[Dataset entries]
==================================================

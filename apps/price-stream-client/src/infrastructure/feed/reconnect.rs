//! Reconnection Policy
//!
//! Bounded exponential backoff for the feed connection. Delays are a pure
//! function of the attempt number:
//!
//! ```text
//! delay(n) = min(initial × multiplier^(n-1), max)
//! ```
//!
//! Optional jitter is additive only, so a jittered delay is never shorter
//! than the deterministic one.

use std::time::Duration;

use rand::Rng;

use crate::infrastructure::config::WebSocketSettings;

/// Configuration for reconnection behavior.
#[derive(Debug, Clone)]
pub struct ReconnectConfig {
    /// Delay before the first reconnection attempt.
    pub initial_delay: Duration,
    /// Upper bound for any single delay.
    pub max_delay: Duration,
    /// Growth factor between consecutive attempts.
    pub multiplier: f64,
    /// Extra random delay as a fraction of the base delay (0 disables).
    pub jitter_factor: f64,
    /// Maximum number of reconnection attempts (0 = unlimited).
    pub max_attempts: u32,
}

impl Default for ReconnectConfig {
    fn default() -> Self {
        Self {
            initial_delay: Duration::from_secs(1),
            max_delay: Duration::from_secs(30),
            multiplier: 2.0,
            jitter_factor: 0.0,
            max_attempts: 5,
        }
    }
}

impl ReconnectConfig {
    /// Create a new configuration with custom values.
    #[must_use]
    pub const fn new(
        initial_delay: Duration,
        max_delay: Duration,
        multiplier: f64,
        jitter_factor: f64,
        max_attempts: u32,
    ) -> Self {
        Self {
            initial_delay,
            max_delay,
            multiplier,
            jitter_factor,
            max_attempts,
        }
    }

    /// Create configuration from `WebSocketSettings`.
    #[must_use]
    pub const fn from_websocket_settings(settings: &WebSocketSettings) -> Self {
        Self {
            initial_delay: settings.reconnect_delay_initial,
            max_delay: settings.reconnect_delay_max,
            multiplier: settings.reconnect_delay_multiplier,
            jitter_factor: 0.0,
            max_attempts: settings.max_reconnect_attempts,
        }
    }

    /// Deterministic delay for attempt `n` (1-based).
    #[must_use]
    pub fn delay_for(&self, attempt: u32) -> Duration {
        let exponent = i32::try_from(attempt.saturating_sub(1)).unwrap_or(i32::MAX);
        #[allow(clippy::cast_precision_loss)]
        let base_millis = self.initial_delay.as_millis() as f64;
        let scaled = (base_millis * self.multiplier.powi(exponent)).round();

        let max_millis = u64::try_from(self.max_delay.as_millis()).unwrap_or(u64::MAX);
        let millis = if scaled.is_finite() && scaled > 0.0 {
            #[allow(clippy::cast_possible_truncation, clippy::cast_sign_loss)]
            let scaled = scaled as u64;
            scaled.min(max_millis)
        } else if scaled > 0.0 {
            max_millis
        } else {
            0
        };
        Duration::from_millis(millis)
    }
}

/// Attempt-counting reconnection policy.
///
/// # Example
///
/// ```rust
/// use price_stream_client::infrastructure::feed::reconnect::{ReconnectConfig, ReconnectPolicy};
/// use std::time::Duration;
///
/// let mut policy = ReconnectPolicy::new(ReconnectConfig::default());
///
/// assert_eq!(policy.next_delay(), Some(Duration::from_secs(1)));
/// assert_eq!(policy.next_delay(), Some(Duration::from_secs(2)));
///
/// // Successful connection
/// policy.reset();
/// assert_eq!(policy.attempt_count(), 0);
/// ```
#[derive(Debug)]
pub struct ReconnectPolicy {
    config: ReconnectConfig,
    attempt_count: u32,
}

impl ReconnectPolicy {
    /// Create a new reconnection policy.
    #[must_use]
    pub const fn new(config: ReconnectConfig) -> Self {
        Self {
            config,
            attempt_count: 0,
        }
    }

    /// Claim the next attempt and return the delay before it.
    ///
    /// Returns `None` once the attempt budget is exhausted.
    #[must_use]
    pub fn next_delay(&mut self) -> Option<Duration> {
        if !self.should_retry() {
            return None;
        }

        self.attempt_count += 1;
        let delay = self.config.delay_for(self.attempt_count);
        Some(self.apply_jitter(delay))
    }

    /// Reset the policy after a successful connection.
    pub const fn reset(&mut self) {
        self.attempt_count = 0;
    }

    /// Attempts claimed since the last reset.
    #[must_use]
    pub const fn attempt_count(&self) -> u32 {
        self.attempt_count
    }

    /// Check if another attempt is allowed.
    #[must_use]
    pub const fn should_retry(&self) -> bool {
        self.config.max_attempts == 0 || self.attempt_count < self.config.max_attempts
    }

    /// The configured attempt budget.
    #[must_use]
    pub const fn max_attempts(&self) -> u32 {
        self.config.max_attempts
    }

    fn apply_jitter(&self, duration: Duration) -> Duration {
        if self.config.jitter_factor <= 0.0 {
            return duration;
        }

        #[allow(clippy::cast_precision_loss)]
        let base_millis = duration.as_millis() as f64;
        let jitter_range = base_millis * self.config.jitter_factor;
        let jitter: f64 = rand::rng().random_range(0.0..=jitter_range);

        #[allow(clippy::cast_possible_truncation, clippy::cast_sign_loss)]
        let jitter_millis = jitter as u64;
        duration + Duration::from_millis(jitter_millis)
    }
}

/// Error type for reconnection failures.
#[derive(Debug, Clone, PartialEq, Eq, thiserror::Error)]
pub enum ReconnectError {
    /// Maximum reconnection attempts exceeded.
    #[error("maximum reconnection attempts ({0}) exceeded")]
    MaxAttemptsExceeded(u32),
}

==================================================

WHAT THIS TASK INVOLVES: Gather from the entries above all lines that include the string "WebSocketSettings".

RESULT OF THIS TASK:
use crate::infrastructure::config::WebSocketSettings;
    /// Create configuration from `WebSocketSettings`.
    pub const fn from_websocket_settings(settings: &WebSocketSettings) -> Self {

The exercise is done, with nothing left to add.